The Ontario Prospectors Association said many companies are finding the new rules too onerous and are getting tangled in the new rules — causing some to stop their exploration work.
The firms haven't been able to obtain the necessary provincial permits, most of which are taking longer than 30 days, and its costing them money while they wait on them.
Previously, prospectors were able to conduct early exploration work without provincial permits or oversight by the community members.
Under the new regulations, firms must file exploration plans and provide a 30-day public notice and comment window. They must also notify landowners and consult with Aboriginal communities in advance. Additionally, they must apply get an exploration permit when operations progress beyond a certain limit. The government says permits are supposed to be issued within 50 days.
As a result, mining investment may be inhibited in a province where industry insiders have been talking about companies and some have already left.
Mineral Mountain Resources Ltd. (TSX-V: MMV) said it's no longer working in Ontario because of the new rules. It is walking away from two northern Ontario gold exploration projects that it spent about $11 million on. The extra regulations and consultations take up too much time.
Solid Gold Resources Corp. (TSX-V: SLD) said it's the government's job to conduct consultations before leases are granted, not for companies handle when they are trying to explore for minerals.

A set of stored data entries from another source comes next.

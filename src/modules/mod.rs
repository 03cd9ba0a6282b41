//! Catalog modules.
//!
//! Each module owns one collection: its schema migrations, its REST
//! routes under `/api/{name}`, and its OpenAPI fragment. The storefront
//! module carries no collection of its own and only serves pages.

pub mod categories;
pub mod company;
pub mod products;
pub mod storefront;
pub mod videos;

use vitrin_http::error::AppError;
use vitrin_kernel::ModuleRegistry;

/// Default page size for list endpoints.
pub const DEFAULT_PAGE_SIZE: i64 = 10;

/// Upper bound a client can request per page.
pub const MAX_PAGE_SIZE: i64 = 100;

/// Register every module with the registry, in boot order.
pub fn register_all(registry: &mut ModuleRegistry) {
    registry.register(categories::create_module());
    registry.register(products::create_module());
    registry.register(videos::create_module());
    registry.register(company::create_module());
    registry.register(storefront::create_module());
}

/// Clamp raw paging parameters to sane values.
pub(crate) fn clamp_paging(page: Option<i64>, limit: Option<i64>) -> (i64, i64) {
    let page = page.unwrap_or(1).max(1);
    let limit = limit.unwrap_or(DEFAULT_PAGE_SIZE).clamp(1, MAX_PAGE_SIZE);
    (page, limit)
}

/// Parse a path segment as a document id, rejecting anything that is
/// not a UUID with a 400 rather than a 404.
pub(crate) fn parse_doc_id(raw: &str) -> Result<uuid::Uuid, AppError> {
    uuid::Uuid::parse_str(raw)
        .map_err(|_| AppError::bad_request(format!("invalid document id: {raw}")))
}
use serde::{Deserialize, Serialize};

/// List-response envelope shared by all collection queries.
#[derive(Debug, Clone, Serialize, Deserialize)]
pub struct Paginated<T> {
    pub docs: Vec<T>,
    pub total: u64,
    pub page: u64,
    pub limit: u64,
    pub total_pages: u64,
}

impl<T> Paginated<T> {
    /// Build an envelope, deriving `total_pages` from `total` and `limit`.
    pub fn new(docs: Vec<T>, total: u64, page: u64, limit: u64) -> Self {
        let limit = limit.max(1);
        let total_pages = total.div_ceil(limit);
        Self {
            docs,
            total,
            page,
            limit,
            total_pages,
        }
    }

    pub fn has_prev(&self) -> bool {
        self.page > 1
    }

    pub fn has_next(&self) -> bool {
        self.page < self.total_pages
    }
}
use anyhow::Context;
use std::sync::Arc;

use crate::module::{InitCtx, Migration, Module};

/// Module registry managing lifecycle in registration order
///
/// Registration order is significant: modules are initialized and started in
/// the order they were registered, and stopped in reverse.
pub struct ModuleRegistry {
    modules: Vec<Arc<dyn Module>>,
}

impl ModuleRegistry {
    /// Create a new module registry
    pub fn new() -> Self {
        Self {
            modules: Vec::new(),
        }
    }

    /// Register a module with the registry
    pub fn register(&mut self, module: Arc<dyn Module>) {
        self.modules.push(module);
    }

    /// Get all registered modules in registration order
    pub fn modules(&self) -> &[Arc<dyn Module>] {
        &self.modules
    }

    /// Get a module by name
    pub fn get_module(&self, name: &str) -> Option<&Arc<dyn Module>> {
        self.modules.iter().find(|module| module.name() == name)
    }

    /// Get the number of registered modules
    pub fn module_count(&self) -> usize {
        self.modules.len()
    }

    /// Initialize modules in registration order
    pub async fn init_modules(&self, ctx: &InitCtx<'_>) -> anyhow::Result<()> {
        tracing::info!("initializing {} modules", self.modules.len());

        for module in &self.modules {
            tracing::info!(module = module.name(), "initializing module");

            module
                .init(ctx)
                .await
                .with_context(|| format!("failed to initialize module '{}'", module.name()))?;
        }

        Ok(())
    }

    /// Start modules in registration order
    pub async fn start_modules(&self, ctx: &InitCtx<'_>) -> anyhow::Result<()> {
        tracing::info!("starting {} modules", self.modules.len());

        for module in &self.modules {
            tracing::info!(module = module.name(), "starting module");

            module
                .start(ctx)
                .await
                .with_context(|| format!("failed to start module '{}'", module.name()))?;
        }

        Ok(())
    }

    /// Stop modules in reverse registration order
    pub async fn stop_modules(&self) -> anyhow::Result<()> {
        tracing::info!("stopping {} modules", self.modules.len());

        for module in self.modules.iter().rev() {
            tracing::info!(module = module.name(), "stopping module");

            module
                .stop()
                .await
                .with_context(|| format!("failed to stop module '{}'", module.name()))?;
        }

        Ok(())
    }

    /// Collect all migrations from all modules
    pub fn collect_migrations(&self) -> Vec<(String, Migration)> {
        let mut migrations = Vec::new();

        for module in &self.modules {
            for migration in module.migrations() {
                migrations.push((module.name().to_string(), migration));
            }
        }

        // Sort by module name and migration ID for deterministic ordering
        migrations.sort_by(|a, b| a.0.cmp(&b.0).then_with(|| a.1.id.cmp(b.1.id)));

        migrations
    }
}

impl Default for ModuleRegistry {
    fn default() -> Self {
        Self::new()
    }
}

#[cfg(test)]
mod tests {
    use super::*;
    use crate::module::Migration;
    use crate::settings::Settings;

    struct TestModule {
        name: &'static str,
    }

    #[async_trait::async_trait]
    impl Module for TestModule {
        fn name(&self) -> &'static str {
            self.name
        }

        fn migrations(&self) -> Vec<Migration> {
            vec![Migration {
                id: "0001_init",
                up: "CREATE TABLE IF NOT EXISTS t (id INTEGER PRIMARY KEY)",
            }]
        }
    }

    #[test]
    fn test_module_registry_creation() {
        let registry = ModuleRegistry::new();
        assert!(registry.modules().is_empty()); // No modules registered yet
    }

    #[test]
    fn test_get_module_by_name() {
        let mut registry = ModuleRegistry::new();
        registry.register(Arc::new(TestModule { name: "catalog" }));

        assert!(registry.get_module("catalog").is_some());
        assert!(registry.get_module("missing").is_none());
        assert_eq!(registry.module_count(), 1);
    }

    #[test]
    fn test_migration_collection_is_sorted_by_module() {
        let mut registry = ModuleRegistry::new();
        registry.register(Arc::new(TestModule { name: "videos" }));
        registry.register(Arc::new(TestModule { name: "categories" }));

        let migrations = registry.collect_migrations();
        assert_eq!(migrations.len(), 2);
        assert_eq!(migrations[0].0, "categories");
        assert_eq!(migrations[1].0, "videos");
    }

    #[tokio::test]
    async fn test_module_lifecycle() {
        let mut registry = ModuleRegistry::new();
        let settings = Settings::default();
        let db = sqlx::SqlitePool::connect("sqlite::memory:").await.unwrap();
        let ctx = InitCtx {
            settings: &settings,
            db: &db,
        };

        let test_module = Arc::new(TestModule { name: "test" });
        registry.register(test_module);

        // These should not fail with the test module
        registry.init_modules(&ctx).await.unwrap();
        registry.start_modules(&ctx).await.unwrap();
        registry.stop_modules().await.unwrap();
    }
}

International Millenium Mining Corp. (TSX-V: IMI) said it terminated the lease for its Hope Lake property mainly owing to the new regulations because it couldn't meet provincial deadlines for assessment work while concurrently trying to consult with the community.
Miners are also concerned that the new rules will damage existing financing since exploration delayed by consultations or permits will not let the companies give tax deductions to shareholders which will force them to return the originally invested money.